MailEnable Enterprise Guide
Message Filtering / Bayesian filtering / Configuring Bayesian Filtering / Setting up auto-training Bayesian filtering
In This Topic
    Setting up auto-training Bayesian filtering
    In This Topic

    Bayesian Filtering is founded on having two pools of messages (good and bad) and creating a word dictionary that outlines the frequency of tokens (words or text snippets) within these messages. This dictionary allows MailEnable to analyze messages and provide a probability of a message being spam, as a new message can have its tokens compared against this dictionary. For example, if the token “FREE” occurs mostly in spam emails, but rarely in good emails and a new message has the token “FREE” in it, it is likely to be spam. As multiple tokens are used, the accuracy is improved. If an incoming email has the “FREE” token but also the token “mailenable”, which may appear only in good emails, then the good token will stop the email from being marked as spam.
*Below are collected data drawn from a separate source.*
#[async_trait::async_trait]
impl Capability for AdviceTemplate {
    async fn invoke(&self, request: &CapabilityRequest) -> Result<Value> {
        let profile: UserProfile = request.require("profile")?;
        let strategy: String = request.require("strategy")?;
        let market: Value = request.require("market_analysis")?;
        let trends = match request.require::<Value>("industry_trends")? {
            Value::Array(items) => items,
            single => vec![single],
        };
        let management: Value = request.require("portfolio_management")?;
        // Accepted for contract completeness; the template does not quote it.
        let _ratios: Value = request.require("financial_ratios")?;

        let uptrends = market["assets"]
            .as_array()
            .map(|a| a.iter().filter(|x| x["trend"] == "uptrend").count())
            .unwrap_or(0);
        let sectors = trends
            .iter()
            .filter_map(|t| t["sector"].as_str())
            .collect::<std::collections::BTreeSet<_>>()
            .into_iter()
            .collect::<Vec<_>>()
            .join(", ");
        let equity = management["equity_share"].as_f64().unwrap_or(0.6);

        Ok(Value::String(format!(
            "{}, with {:.2} to invest and goals of {}: target roughly {:.0}% equities across {} \
             ({} of {} assets in an uptrend). {}",
            profile.name,
            profile.investment_amount,
            if profile.investment_goals.is_empty() {
                "general wealth building".to_string()
            } else {
                profile.investment_goals.join(", ")
            },
            equity * 100.0,
            if sectors.is_empty() { "diversified sectors".to_string() } else { sectors },
            uptrends,
            trends.len(),
            strategy
        )))
    }
}

//
// ================= Trading =================
//

/// Acknowledges trades without placing them
pub struct SimulatedExecution;

#[async_trait::async_trait]
impl Capability for SimulatedExecution {
    async fn invoke(&self, request: &CapabilityRequest) -> Result<Value> {
        let ticker: String = request.require("ticker")?;
        let action: TradeAction = request.require("action")?;
        let quantity: f64 = request.require("quantity")?;
        if !quantity.is_finite() || quantity < 0.0 {
            return Err(OrchestrationError::InvalidInput(format!(
                "trade quantity must be non-negative, got {}",
                quantity
            )));
        }

        let status = match action {
            TradeAction::Hold => "NO_ACTION",
            _ => "SIMULATED",
        };
        let confirmation = hex::encode(&sha256(&format!("{}|{}|{:.2}", ticker, action, quantity))[..6]);

        Ok(json!({
            "ticker": ticker,
            "action": action,
            "quantity": quantity,
            "status": status,
            "confirmation": confirmation,
        }))
    }
}
impl StageGraph {
    pub fn new() -> Self {
        Self::default()
    }

    pub fn stage(mut self, node: StageNode) -> Self {
        self.stages.push(node);
        self
    }

    pub fn with_report(mut self, layout: ReportLayout) -> Self {
        self.report = Some(layout);
        self
    }

    pub fn index_of(&self, name: &str) -> Option<usize> {
        self.stages.iter().position(|s| s.name == name)
    }

    /// Structural checks plus capability lookups; runs before any stage starts
    pub fn validate(&self, registry: &CapabilityRegistry) -> Result<()> {
        let config = |msg: String| OrchestrationError::Configuration(msg);

        if self.stages.is_empty() {
            return Err(config("graph declares no stages".to_string()));
        }

        let mut seen = BTreeSet::new();
        for node in &self.stages {
            if node.name.trim().is_empty() {
                return Err(config("stage name must not be empty".to_string()));
            }
            if !seen.insert(node.name.as_str()) {
                return Err(config(format!("stage '{}' declared twice", node.name)));
            }
        }

        for node in &self.stages {
            if !registry.contains(&node.capability) {
                return Err(config(format!(
                    "stage '{}' invokes unregistered capability '{}'",
                    node.name, node.capability
                )));
            }

            for dep in &node.depends_on {
                if dep == &node.name {
                    return Err(config(format!("stage '{}' depends on itself", node.name)));
                }
                if !seen.contains(dep.as_str()) {
                    return Err(config(format!(
                        "stage '{}' depends on unknown stage '{}'",
                        node.name, dep
                    )));
                }
            }

            let sources = node
                .args
                .iter()
                .map(|b| &b.source)
                .chain(node.fan_out.iter());
            for source in sources {
                if let Some(stage) = source.referenced_stage() {
                    if !node.depends_on.iter().any(|d| d == stage) {
                        return Err(config(format!(
                            "stage '{}' reads '{}' without depending on it",
                            node.name, stage
                        )));
                    }
                }
            }

            if matches!(node.fan_out, Some(ArgSource::Item { .. })) {
                return Err(config(format!(
                    "stage '{}' cannot fan out over its own item",
                    node.name
                )));
            }
            if node.fan_out.is_none()
                && node
                    .args
                    .iter()
                    .any(|b| matches!(b.source, ArgSource::Item { .. }))
            {
                return Err(config(format!(
                    "stage '{}' binds an item without fanning out",
                    node.name
                )));
            }
        }

        if let Some(layout) = &self.report {
            for stage in layout.stages() {
                if !seen.contains(stage) {
                    return Err(config(format!("report reads unknown stage '{}'", stage)));
                }
            }
        }

        self.topological_order().map(|_| ())
    }

    /// Kahn ordering; ties keep declaration order
    pub fn topological_order(&self) -> Result<Vec<usize>> {
        let index: HashMap<&str, usize> = self
            .stages
            .iter()
            .enumerate()
            .map(|(i, s)| (s.name.as_str(), i))
            .collect();

        let mut remaining: Vec<usize> = self.stages.iter().map(|s| s.depends_on.len()).collect();
        let mut dependents: Vec<Vec<usize>> = vec![Vec::new(); self.stages.len()];
        for (i, node) in self.stages.iter().enumerate() {
            for dep in &node.depends_on {
                if let Some(&d) = index.get(dep.as_str()) {
                    dependents[d].push(i);
                }
            }
        }

        let mut queue: VecDeque<usize> = (0..self.stages.len()).filter(|i| remaining[*i] == 0).collect();
        let mut order = Vec::with_capacity(self.stages.len());
        while let Some(i) = queue.pop_front() {
            order.push(i);
            for &next in &dependents[i] {
                remaining[next] -= 1;
                if remaining[next] == 0 {
                    queue.push_back(next);
                }
            }
        }

        if order.len() != self.stages.len() {
            let stuck: Vec<&str> = (0..self.stages.len())
                .filter(|i| remaining[*i] > 0)
                .map(|i| self.stages[i].name.as_str())
                .collect();
            return Err(OrchestrationError::Configuration(format!(
                "dependency cycle among stages: {}",
                stuck.join(", ")
            )));
        }

        Ok(order)
    }

    /// Largest number of independent stages sharing one dependency depth
    pub fn widest_fan(&self) -> usize {
        let Ok(order) = self.topological_order() else {
            return 1;
        };

        let mut depth = vec![0usize; self.stages.len()];
        for &i in &order {
            depth[i] = self.stages[i]
                .depends_on
                .iter()
                .filter_map(|d| self.index_of(d))
                .map(|d| depth[d] + 1)
                .max()
                .unwrap_or(0);
        }

        let mut per_depth: BTreeMap<usize, usize> = BTreeMap::new();
        for (i, node) in self.stages.iter().enumerate() {
            if !node.is_sequential() {
                *per_depth.entry(depth[i]).or_insert(0) += 1;
            }
        }

        per_depth.values().copied().max().unwrap_or(1).max(1)
    }
}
    The effectiveness of this approach is determined by having good samples of spam and non-spam. The process of compiling a dictionary from samples of spam and non-spam is called ‘training’.
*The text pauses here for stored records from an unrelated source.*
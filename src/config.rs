//! Runtime configuration
//!
//! Read from the environment (a `.env` file is loaded by the binaries).
//! Passed explicitly into the registry and engine constructors.

use crate::error::OrchestrationError;
use crate::Result;
use chrono::NaiveDate;
use std::env;
use std::str::FromStr;
use std::time::Duration;

pub const DEFAULT_TRADING_PERIODS_PER_YEAR: f64 = 252.0;
pub const DEFAULT_SOLVER_MAX_ITERATIONS: usize = 100_000;

#[derive(Debug, Clone)]
pub struct OrchestratorConfig {
    /// Scales volatility and return annualization
    pub trading_periods_per_year: f64,
    /// Bounds concurrent capability invocations; `None` sizes the pool to the widest fan
    pub worker_pool_size: Option<usize>,
    /// Deadline applied to every capability invocation
    pub per_call_timeout: Option<Duration>,
    /// Allocation feasibility floor
    pub min_target_return: f64,
    pub solver_max_iterations: usize,
    /// Remote capability endpoint; offline providers are used when absent
    pub capability_api_base_url: Option<String>,
    pub tickers: Vec<String>,
    pub start_date: NaiveDate,
    pub end_date: NaiveDate,
    pub news_dir: String,
    pub reports_dir: String,
    pub api_port: u16,
}

impl Default for OrchestratorConfig {
    fn default() -> Self {
        Self {
            trading_periods_per_year: DEFAULT_TRADING_PERIODS_PER_YEAR,
            worker_pool_size: None,
            per_call_timeout: None,
            min_target_return: 0.0,
            solver_max_iterations: DEFAULT_SOLVER_MAX_ITERATIONS,
            capability_api_base_url: None,
            tickers: vec!["AAPL".to_string(), "MSFT".to_string(), "JNJ".to_string()],
            start_date: NaiveDate::from_ymd_opt(2022, 1, 1).unwrap_or_default(),
            end_date: NaiveDate::from_ymd_opt(2022, 12, 31).unwrap_or_default(),
            news_dir: "demos/news_data".to_string(),
            reports_dir: "demos/reports_data".to_string(),
            api_port: 8080,
        }
    }
}

impl OrchestratorConfig {
    pub fn from_env() -> Result<Self> {
        Self::from_lookup(|key| env::var(key).ok())
    }

    /// Build from an arbitrary key lookup (environment in production, maps in tests)
    pub fn from_lookup<F>(lookup: F) -> Result<Self>
    where
        F: Fn(&str) -> Option<String>,
    {
        let defaults = Self::default();
        let read = |key: &str| {
            lookup(key)
                .map(|v| v.trim().to_string())
                .filter(|v| !v.is_empty())
        };

        let trading_periods_per_year = match read("ADVISORY_TRADING_PERIODS_PER_YEAR") {
            Some(raw) => parse::<f64>("ADVISORY_TRADING_PERIODS_PER_YEAR", &raw)?,
            None => defaults.trading_periods_per_year,
        };
        if !trading_periods_per_year.is_finite() || trading_periods_per_year <= 0.0 {
            return Err(OrchestrationError::Configuration(format!(
                "ADVISORY_TRADING_PERIODS_PER_YEAR must be positive, got {}",
                trading_periods_per_year
            )));
        }

        let worker_pool_size = read("ADVISORY_WORKER_POOL_SIZE")
            .map(|raw| parse::<usize>("ADVISORY_WORKER_POOL_SIZE", &raw))
            .transpose()?;
        if worker_pool_size == Some(0) {
            return Err(OrchestrationError::Configuration(
                "ADVISORY_WORKER_POOL_SIZE must be at least 1".to_string(),
            ));
        }

        let per_call_timeout = read("ADVISORY_CALL_TIMEOUT_MS")
            .map(|raw| parse::<u64>("ADVISORY_CALL_TIMEOUT_MS", &raw))
            .transpose()?
            .map(Duration::from_millis);

        let min_target_return = match read("ADVISORY_MIN_TARGET_RETURN") {
            Some(raw) => parse::<f64>("ADVISORY_MIN_TARGET_RETURN", &raw)?,
            None => defaults.min_target_return,
        };

        let solver_max_iterations = match read("ADVISORY_SOLVER_MAX_ITERATIONS") {
            Some(raw) => parse::<usize>("ADVISORY_SOLVER_MAX_ITERATIONS", &raw)?,
            None => defaults.solver_max_iterations,
        };

        let tickers = match read("ADVISORY_TICKERS") {
            Some(raw) => raw
                .split(',')
                .map(|t| t.trim().to_uppercase())
                .filter(|t| !t.is_empty())
                .collect(),
            None => defaults.tickers,
        };
        if tickers.is_empty() {
            return Err(OrchestrationError::Configuration(
                "ADVISORY_TICKERS must name at least one ticker".to_string(),
            ));
        }

        let start_date = match read("ADVISORY_START_DATE") {
            Some(raw) => parse::<NaiveDate>("ADVISORY_START_DATE", &raw)?,
            None => defaults.start_date,
        };
        let end_date = match read("ADVISORY_END_DATE") {
            Some(raw) => parse::<NaiveDate>("ADVISORY_END_DATE", &raw)?,
            None => defaults.end_date,
        };
        if end_date < start_date {
            return Err(OrchestrationError::Configuration(format!(
                "date window is inverted: {} > {}",
                start_date, end_date
            )));
        }

        let api_port = match read("PORT").or_else(|| read("API_PORT")) {
            Some(raw) => parse::<u16>("PORT", &raw)?,
            None => defaults.api_port,
        };

        Ok(Self {
            trading_periods_per_year,
            worker_pool_size,
            per_call_timeout,
            min_target_return,
            solver_max_iterations,
            capability_api_base_url: read("ADVISORY_CAPABILITY_API_BASE_URL")
                .map(|url| url.trim_end_matches('/').to_string()),
            tickers,
            start_date,
            end_date,
            news_dir: read("ADVISORY_NEWS_DIR").unwrap_or(defaults.news_dir),
            reports_dir: read("ADVISORY_REPORTS_DIR").unwrap_or(defaults.reports_dir),
            api_port,
        })
    }
}

fn parse<T>(key: &str, raw: &str) -> Result<T>
where
    T: FromStr,
    T::Err: std::fmt::Display,
{
    raw.parse::<T>().map_err(|e| {
        OrchestrationError::Configuration(format!("{} has invalid value '{}': {}", key, raw, e))
    })
}

#[cfg(test)]
mod tests {
    use super::*;
    use std::collections::HashMap;

    fn config_from(pairs: &[(&str, &str)]) -> Result<OrchestratorConfig> {
        let vars: HashMap<String, String> = pairs
            .iter()
            .map(|(k, v)| (k.to_string(), v.to_string()))
            .collect();
        OrchestratorConfig::from_lookup(|key| vars.get(key).cloned())
    }

    #[test]
    fn test_defaults_when_unset() {
        let config = config_from(&[]).unwrap();
        assert_eq!(config.trading_periods_per_year, 252.0);
        assert_eq!(config.worker_pool_size, None);
        assert_eq!(config.min_target_return, 0.0);
        assert!(config.capability_api_base_url.is_none());
    }

    #[test]
    fn test_overrides_are_parsed() {
        let config = config_from(&[
            ("ADVISORY_TRADING_PERIODS_PER_YEAR", "52"),
            ("ADVISORY_WORKER_POOL_SIZE", "3"),
            ("ADVISORY_CALL_TIMEOUT_MS", "1500"),
            ("ADVISORY_TICKERS", "spy, qqq"),
            ("ADVISORY_CAPABILITY_API_BASE_URL", "http://localhost:9000/"),
        ])
        .unwrap();

        assert_eq!(config.trading_periods_per_year, 52.0);
        assert_eq!(config.worker_pool_size, Some(3));
        assert_eq!(config.per_call_timeout, Some(Duration::from_millis(1500)));
        assert_eq!(config.tickers, vec!["SPY", "QQQ"]);
        assert_eq!(
            config.capability_api_base_url.as_deref(),
            Some("http://localhost:9000")
        );
    }

    #[test]
    fn test_malformed_values_are_configuration_errors() {
        for pairs in [
            vec![("ADVISORY_WORKER_POOL_SIZE", "0")],
            vec![("ADVISORY_TRADING_PERIODS_PER_YEAR", "-1")],
            vec![("ADVISORY_CALL_TIMEOUT_MS", "soon")],
            vec![("ADVISORY_START_DATE", "2023-01-01"), ("ADVISORY_END_DATE", "2022-01-01")],
        ] {
            let result = config_from(&pairs);
            assert!(
                matches!(result, Err(OrchestrationError::Configuration(_))),
                "expected configuration error for {:?}",
                pairs
            );
        }
    }
}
    MailEnable has four options for configuring Bayesian filtering:

    1. Auto-training
    2. Using the default dictionary
    3. Manual training via a command line utility and scripts
    4. A combination of both manual and auto-training

    Setting up auto or manual training (although not essential) allows the Bayesian filter to better detect spam by continuously updating and adding to the dictionary.

    The option of manually training the filter is a more complex process and is described in the Manual Training section.